Records for processing>

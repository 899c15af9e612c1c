//! Typed wrappers for individual gateway operations

use super::{AcquiringClient, RequestContext};
use crate::types::endpoints;
use crate::types::{
    CancelRequest, CancelResponse, CheckOrderRequest, CheckOrderResponse, GetStateRequest,
    GetStateResponse,
};
use crate::Result;

impl AcquiringClient {
    /// Get the status of every payment made against an order
    pub async fn check_order(&self, request: &mut CheckOrderRequest) -> Result<CheckOrderResponse> {
        self.check_order_with_context(&RequestContext::default(), request)
            .await
    }

    /// [`check_order`](Self::check_order) with a per-call context
    pub async fn check_order_with_context(
        &self,
        ctx: &RequestContext,
        request: &mut CheckOrderRequest,
    ) -> Result<CheckOrderResponse> {
        self.call(ctx, endpoints::CHECK_ORDER, request).await
    }

    /// Get the current status of a payment
    pub async fn get_state(&self, request: &mut GetStateRequest) -> Result<GetStateResponse> {
        self.get_state_with_context(&RequestContext::default(), request)
            .await
    }

    /// [`get_state`](Self::get_state) with a per-call context
    pub async fn get_state_with_context(
        &self,
        ctx: &RequestContext,
        request: &mut GetStateRequest,
    ) -> Result<GetStateResponse> {
        self.call(ctx, endpoints::GET_STATE, request).await
    }

    /// Cancel or refund a payment
    pub async fn cancel(&self, request: &mut CancelRequest) -> Result<CancelResponse> {
        self.cancel_with_context(&RequestContext::default(), request)
            .await
    }

    /// [`cancel`](Self::cancel) with a per-call context
    pub async fn cancel_with_context(
        &self,
        ctx: &RequestContext,
        request: &mut CancelRequest,
    ) -> Result<CancelResponse> {
        self.call(ctx, endpoints::CANCEL, request).await
    }
}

Assignment>
Scan each line above for the string "types". Give the tally and nothing else.

Result of the exercise>
2